How does the speaker use the example of purchasing a television to illustrate the importance of a guarantee?
-The speaker uses the television example to show that without a money-back guarantee, customers are less likely to make a purchase due to the risk involved. A guarantee makes the offer more appealing by reducing this risk.
Can you explain the 'Guarantee Minus Difference' (GMD) and how it works?
-The 'Guarantee Minus Difference' (GMD) is a type of guarantee where the agency refunds the client only for the leads or results that were not achieved, rather than the full amount. It places a value on each lead and refunds the client for the shortfall, protecting both parties.
What is the 'Work to Result' guarantee and how does it benefit the client?
-The 'Work to Result' guarantee is a commitment to deliver the promised result regardless of the time it takes. If the agency fails to meet the promised number of leads or results within the contract period, they continue to work for free until the result is achieved, ensuring the client is not at a disadvantage.
What are the potential risks associated with offering a 'Money Back' guarantee?
-The 'Money Back' guarantee carries the risk of negative cash flow and potential damage to client relationships if the agency fails to deliver the promised results, as clients may receive services for free.
How does the 'Pay Per Appointment' or performance-only deal work, and what are its benefits?
-The 'Pay Per Appointment' or performance-only deal means the client pays only when results are achieved, such as when an appointment is made or an ad campaign generates revenue. This structure benefits the client by ensuring they only pay for successful outcomes.
What is the speaker's opinion on using a 'Pay Per Appointment' model for beginners in the agency business?

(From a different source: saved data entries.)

#[cfg(test)]
mod tests {
    use super::*;
    use crate::test_util::block_on;
    use core::cell::Cell;
    use core::future;
    use core::sync::atomic::AtomicUsize;
    use embassy_futures::join::join;
    use embassy_sync::blocking_mutex::raw::NoopRawMutex;
    use robokit_core::units::DistanceUnit::{Centimeters, Inches};
    use std::vec::Vec;

    #[derive(Debug, Clone, Copy, PartialEq, Eq)]
    enum Event {
        High,
        Low,
        DelayNs(u32),
    }

    struct RecordingPin<'a> {
        log: &'a RefCell<Vec<Event>>,
        high: bool,
    }

    impl<'a> RecordingPin<'a> {
        fn new(log: &'a RefCell<Vec<Event>>) -> Self {
            Self { log, high: false }
        }
    }

    impl OutputPin for RecordingPin<'_> {
        fn set_high(&mut self) {
            self.high = true;
            self.log.borrow_mut().push(Event::High);
        }

        fn set_low(&mut self) {
            self.high = false;
            self.log.borrow_mut().push(Event::Low);
        }

        fn is_set_high(&self) -> bool {
            self.high
        }
    }

    struct FakeClock {
        now_us: Cell<u64>,
    }

    impl FakeClock {
        fn new() -> Self {
            Self { now_us: Cell::new(0) }
        }

        fn advance_ns(&self, ns: u32) {
            self.now_us.set(self.now_us.get() + u64::from(ns) / 1000);
        }
    }

    impl Clock for FakeClock {
        fn now_micros(&self) -> u64 {
            self.now_us.get()
        }
    }

    /// Delay that advances the fake clock, yields once per await, and
    /// stops the sonar after a set number of cadence sleeps
    struct FakeDelay<'a> {
        clock: &'a FakeClock,
        sonar: &'a Sonar<NoopRawMutex>,
        sleeps_left: u32,
        log: Option<&'a RefCell<Vec<Event>>>,
    }

    impl<'a> FakeDelay<'a> {
        fn new(clock: &'a FakeClock, sonar: &'a Sonar<NoopRawMutex>, sleeps: u32) -> Self {
            Self {
                clock,
                sonar,
                sleeps_left: sleeps,
                log: None,
            }
        }
    }

    impl DelayNs for FakeDelay<'_> {
        async fn delay_ns(&mut self, ns: u32) {
            self.clock.advance_ns(ns);
            if let Some(log) = self.log {
                log.borrow_mut().push(Event::DelayNs(ns));
            }
            // Cadence sleeps are the long ones; trigger delays are µs
            if ns >= 1_000_000 {
                if self.sleeps_left <= 1 {
                    self.sonar.stop();
                }
                self.sleeps_left = self.sleeps_left.saturating_sub(1);
            }
            yield_now().await;
        }
    }

    /// Echo pin that reports a scripted pulse per poll, then goes quiet
    struct ScriptedEcho {
        pulses: Vec<u32>,
        next: usize,
    }

    impl ScriptedEcho {
        fn new(pulses: &[u32]) -> Self {
            Self {
                pulses: pulses.to_vec(),
                next: 0,
            }
        }
    }

    impl PulseCapture for ScriptedEcho {
        async fn next_pulse_us(&mut self) -> u32 {
            yield_now().await;
            if self.next < self.pulses.len() {
                let pulse = self.pulses[self.next];
                self.next += 1;
                pulse
            } else {
                future::pending().await
            }
        }
    }

    fn fixture() -> (Sonar<NoopRawMutex>, FakeClock, RefCell<Vec<Event>>) {
        (Sonar::new(), FakeClock::new(), RefCell::new(Vec::new()))
    }

    #[test]
    fn test_facade_before_connect() {
        let sonar: Sonar<NoopRawMutex> = Sonar::new();
        assert_eq!(block_on(sonar.distance(Centimeters)), -1);
        assert_eq!(block_on(sonar.distance(Inches)), -1);
        assert!(!block_on(sonar.is_closer_than(50, Centimeters)));
        assert!(!block_on(sonar.is_closer_than(-5, Centimeters)));
    }

    #[test]
    fn test_nonpositive_watch_distance_ignored() {
        let sonar: Sonar<NoopRawMutex> = Sonar::new();
        sonar.on_object_detected(0, Centimeters, || {});
        sonar.on_object_detected(-5, Centimeters, || {});
        // No state was primed
        assert_eq!(block_on(sonar.distance(Centimeters)), -1);
    }

    #[test]
    fn test_oversized_watch_distance_is_accepted() {
        let sonar: Sonar<NoopRawMutex> = Sonar::new();
        // Threshold math saturates; the watch simply always matches
        sonar.on_object_detected(i32::MAX, Inches, || {});
        assert_eq!(block_on(sonar.distance(Centimeters)), 300);
        assert!(block_on(sonar.is_closer_than(i32::MAX, Centimeters)));
    }

    #[test]
    fn test_registration_primes_the_state() {
        let sonar: Sonar<NoopRawMutex> = Sonar::new();
        sonar.on_object_detected(20, Centimeters, || {});
        // Primed but no echoes yet: reads as max range
        assert_eq!(block_on(sonar.distance(Centimeters)), 300);
        assert_eq!(block_on(sonar.distance(Inches)), 117);
        assert!(!block_on(sonar.is_closer_than(300, Centimeters)));
        assert!(block_on(sonar.is_closer_than(301, Centimeters)));
    }

    #[test]
    fn test_trigger_pulse_shape() {
        let (sonar, clock, log) = fixture();
        let mut trig = RecordingPin::new(&log);
        let mut delay = FakeDelay::new(&clock, &sonar, u32::MAX);
        delay.log = Some(&log);

        block_on(trigger_pulse(&mut trig, &mut delay));

        assert_eq!(
            log.borrow().as_slice(),
            &[
                Event::Low,
                Event::DelayNs(2_000),
                Event::High,
                Event::DelayNs(10_000),
                Event::Low,
            ]
        );
    }

    static DETECTIONS: AtomicUsize = AtomicUsize::new(0);

    fn count_detection() {
        DETECTIONS.fetch_add(1, Ordering::Relaxed);
    }

    #[test]
    fn test_run_fires_watch_once_and_reads_distance() {
        let (sonar, clock, log) = fixture();
        sonar.on_object_detected(20, Centimeters, count_detection);

        let trig = RecordingPin::new(&log);
        // Three clean echoes at 20 cm
        let echo = ScriptedEcho::new(&[1160, 1160, 1160]);
        let delay = FakeDelay::new(&clock, &sonar, 5);

        block_on(sonar.run(trig, echo, delay, &clock));

        assert_eq!(DETECTIONS.load(Ordering::Relaxed), 1);
        assert_eq!(block_on(sonar.distance(Centimeters)), 20);
        assert!(block_on(sonar.is_closer_than(25, Centimeters)));
        // One trigger (three pin edges) per cycle
        assert_eq!(log.borrow().len(), 3 * 5);
    }

    #[test]
    fn test_reading_decays_to_max_range_when_echoes_stop() {
        let (sonar, clock, log) = fixture();
        sonar.on_object_detected(5, Centimeters, || {});

        let trig = RecordingPin::new(&log);
        let echo = ScriptedEcho::new(&[580, 580, 580]);
        // Enough idle cycles for timeout samples to take the window over
        let delay = FakeDelay::new(&clock, &sonar, 16);

        block_on(sonar.run(trig, echo, delay, &clock));

        assert_eq!(block_on(sonar.distance(Centimeters)), 300);
        assert!(!block_on(sonar.is_closer_than(10, Centimeters)));
    }

    #[test]
    fn test_stop_before_run_cancels_after_one_cycle() {
        let (sonar, clock, log) = fixture();
        sonar.stop();

        let trig = RecordingPin::new(&log);
        let echo = ScriptedEcho::new(&[]);
        let delay = FakeDelay::new(&clock, &sonar, u32::MAX);

        block_on(sonar.run(trig, echo, delay, &clock));

        // Exactly one trigger went out before the stop was observed
        assert_eq!(log.borrow().len(), 3);
        // Connecting primed the state even with no watches
        assert_eq!(block_on(sonar.distance(Centimeters)), 300);
    }

    #[test]
    fn test_second_run_returns_immediately() {
        let (sonar, clock, log) = fixture();
        let second_log = RefCell::new(Vec::new());

        let trig = RecordingPin::new(&log);
        let echo = ScriptedEcho::new(&[]);
        let delay = FakeDelay::new(&clock, &sonar, 3);

        let second_trig = RecordingPin::new(&second_log);
        let second_echo = ScriptedEcho::new(&[]);
        let second_delay = FakeDelay::new(&clock, &sonar, u32::MAX);

        block_on(join(
            sonar.run(trig, echo, delay, &clock),
            sonar.run(second_trig, second_echo, second_delay, &clock),
        ));

        assert!(!log.borrow().is_empty());
        assert!(second_log.borrow().is_empty());
    }
}
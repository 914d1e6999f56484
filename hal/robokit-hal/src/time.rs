//! Monotonic time abstraction

/// Free-running monotonic clock
///
/// Used for sample timestamps and staleness checks. The epoch is
/// arbitrary; only differences are meaningful. Implementations must
/// never go backwards.
pub trait Clock {
    /// Microseconds since an arbitrary epoch
    fn now_micros(&self) -> u64;

    /// Milliseconds since the same epoch
    fn now_millis(&self) -> u64 {
        self.now_micros() / 1000
    }
}

impl<T: Clock + ?Sized> Clock for &T {
    fn now_micros(&self) -> u64 {
        (**self).now_micros()
    }

    fn now_millis(&self) -> u64 {
        (**self).now_millis()
    }
}
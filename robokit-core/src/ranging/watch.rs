//! Edge-triggered proximity threshold watches
//!
//! A watch notifies once when the median round trip first drops to its
//! threshold, then stays quiet until the object has left the threshold
//! range again. Re-arming is silent: leaving the range produces no
//! notification, only eligibility for the next one.

use heapless::Vec;

/// Maximum number of registered watches
pub const MAX_WATCHES: usize = 8;

/// Watch lifecycle state
#[derive(Debug, Clone, Copy, PartialEq, Eq)]
#[cfg_attr(feature = "defmt", derive(defmt::Format))]
pub enum WatchState {
    /// Object not yet inside the threshold; eligible to notify
    Armed,
    /// Object currently inside the threshold; waiting for it to leave
    Fired,
}

#[derive(Debug, Clone)]
struct ThresholdWatch<H> {
    threshold_us: u32,
    state: WatchState,
    handler: H,
}

/// Registry of threshold watches, evaluated once per sampling cycle
///
/// `H` is an opaque per-watch payload (the drivers attach a handler
/// function); the registry itself never invokes it, it only hands it to
/// the `notify` callback on an armed-to-fired transition.
///
/// Watches live for the registry's lifetime; there is no removal.
/// Registering the same threshold twice yields two independent watches.
#[derive(Debug)]
pub struct WatchRegistry<H> {
    watches: Vec<ThresholdWatch<H>, MAX_WATCHES>,
}

impl<H> WatchRegistry<H> {
    pub const fn new() -> Self {
        Self {
            watches: Vec::new(),
        }
    }

    /// Register a new watch in the armed state
    ///
    /// Returns `false` if the registry is full; the watch is dropped.
    pub fn register(&mut self, threshold_us: u32, handler: H) -> bool {
        self.watches
            .push(ThresholdWatch {
                threshold_us,
                state: WatchState::Armed,
                handler,
            })
            .is_ok()
    }

    pub fn len(&self) -> usize {
        self.watches.len()
    }

    pub fn is_empty(&self) -> bool {
        self.watches.is_empty()
    }

    /// Evaluate every watch against the current median round trip
    ///
    /// Calls `notify` with the payload and threshold of each watch that
    /// transitions armed -> fired. Fired watches whose threshold the
    /// median has risen back above re-arm without notification.
    pub fn evaluate(&mut self, median_us: u32, mut notify: impl FnMut(&H, u32)) {
        for watch in self.watches.iter_mut() {
            match watch.state {
                WatchState::Armed if median_us <= watch.threshold_us => {
                    watch.state = WatchState::Fired;
                    notify(&watch.handler, watch.threshold_us);
                }
                WatchState::Fired if median_us > watch.threshold_us => {
                    watch.state = WatchState::Armed;
                }
                _ => {}
            }
        }
    }
}

impl<H> Default for WatchRegistry<H> {
    fn default() -> Self {
        Self::new()
    }
}

#[cfg(test)]
mod tests {
    use super::*;

    fn fired_thresholds(registry: &mut WatchRegistry<()>, median_us: u32) -> std::vec::Vec<u32> {
        let mut fired = std::vec::Vec::new();
        registry.evaluate(median_us, |(), threshold| fired.push(threshold));
        fired
    }

    #[test]
    fn test_fires_once_on_entry() {
        let mut registry = WatchRegistry::new();
        registry.register(1160, ());

        assert_eq!(fired_thresholds(&mut registry, 2000), &[] as &[u32]);
        assert_eq!(fired_thresholds(&mut registry, 1160), &[1160]);
        // Still inside: no repeat notification
        assert_eq!(fired_thresholds(&mut registry, 900), &[] as &[u32]);
    }

    #[test]
    fn test_rearms_silently_on_exit() {
        let mut registry = WatchRegistry::new();
        registry.register(1160, ());

        assert_eq!(fired_thresholds(&mut registry, 1000), &[1160]);
        // Leaving the range re-arms but does not notify
        assert_eq!(fired_thresholds(&mut registry, 5000), &[] as &[u32]);
        // Next entry notifies again
        assert_eq!(fired_thresholds(&mut registry, 1000), &[1160]);
    }

    #[test]
    fn test_oscillation_fires_once_per_entry() {
        let mut registry = WatchRegistry::new();
        registry.register(1160, ());

        let mut notifications = 0;
        for cycle in 0..10 {
            let median = if cycle % 2 == 0 { 1000 } else { 5000 };
            registry.evaluate(median, |(), _| notifications += 1);
        }
        // 10 alternating cycles = 5 entries
        assert_eq!(notifications, 5);
    }

    #[test]
    fn test_duplicate_registrations_are_independent() {
        let mut registry = WatchRegistry::new();
        registry.register(1160, ());
        registry.register(1160, ());

        assert_eq!(fired_thresholds(&mut registry, 1000), &[1160, 1160]);
    }

    #[test]
    fn test_registry_capacity() {
        let mut registry = WatchRegistry::new();
        for _ in 0..MAX_WATCHES {
            assert!(registry.register(1160, ()));
        }
        assert!(!registry.register(1160, ()));
        assert_eq!(registry.len(), MAX_WATCHES);

        // The admitted watches still fire
        assert_eq!(fired_thresholds(&mut registry, 1000).len(), MAX_WATCHES);
    }

    #[test]
    fn test_boundary_is_inclusive() {
        let mut registry = WatchRegistry::new();
        registry.register(1160, ());

        // Exactly at threshold fires
        assert_eq!(fired_thresholds(&mut registry, 1160), &[1160]);
        // Staying at threshold keeps it fired
        assert_eq!(fired_thresholds(&mut registry, 1160), &[] as &[u32]);
        // One past the threshold re-arms silently
        assert_eq!(fired_thresholds(&mut registry, 1161), &[] as &[u32]);
        assert_eq!(fired_thresholds(&mut registry, 1160), &[1160]);
    }
}
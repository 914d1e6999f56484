//! Distance units and round-trip-time conversions
//!
//! Ultrasonic distance is measured as the round-trip time of a sound
//! pulse. The per-unit constants are the wire contract between distance
//! values and raw microseconds: 58 µs of round trip per centimeter and
//! 148 µs per inch (343 m/s at sea level and 20 °C).

/// Maximum supported range in centimeters
pub const MAX_RANGE_CM: u32 = 300;

/// Round-trip time for the maximum supported range
///
/// Any echo at or beyond this is indistinguishable from "no object";
/// it doubles as the sentinel value for "nothing detected".
pub const MAX_TRAVEL_TIME_US: u32 = MAX_RANGE_CM * 58;

/// Unit for distance values exposed by the sonar API
#[derive(Debug, Clone, Copy, PartialEq, Eq)]
#[cfg_attr(feature = "defmt", derive(defmt::Format))]
pub enum DistanceUnit {
    Centimeters,
    Inches,
}

impl DistanceUnit {
    /// Round-trip microseconds per one unit of distance
    pub const fn travel_time_per_unit_us(self) -> u32 {
        match self {
            DistanceUnit::Centimeters => 58,
            DistanceUnit::Inches => 148,
        }
    }

    /// Convert a distance in this unit to a round-trip-time threshold
    ///
    /// Saturates, so an oversized distance pins to a threshold that is
    /// always in range rather than wrapping.
    pub const fn threshold_us(self, distance: u32) -> u32 {
        distance.saturating_mul(self.travel_time_per_unit_us())
    }

    /// Convert a round-trip time to a distance in this unit
    ///
    /// Integer division; the result is truncated, never rounded.
    pub const fn distance_from_travel_time(self, travel_time_us: u32) -> u32 {
        travel_time_us / self.travel_time_per_unit_us()
    }
}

-The speaker advises against using a 'Pay Per Appointment' model for beginners due to the high risk and potential cash flow issues. It requires a deep understanding of the client's business and strong internal structures to manage the risk.
What are the considerations for an agency when offering a performance-based deal?
-When offering a performance-based deal, an agency must consider factors such as the client's gross margins, the cost of advertising, and the overall business function to ensure they can deliver on the promised results without incurring losses.
How does the speaker suggest an agency can transition from being just another agency to a reliable and trustworthy one?
-The speaker suggests that by implementing the right guarantees, an agency can build better relationships with clients, sign more deals, and over time, develop a reputation that makes them a reliable and trustworthy entity in the industry.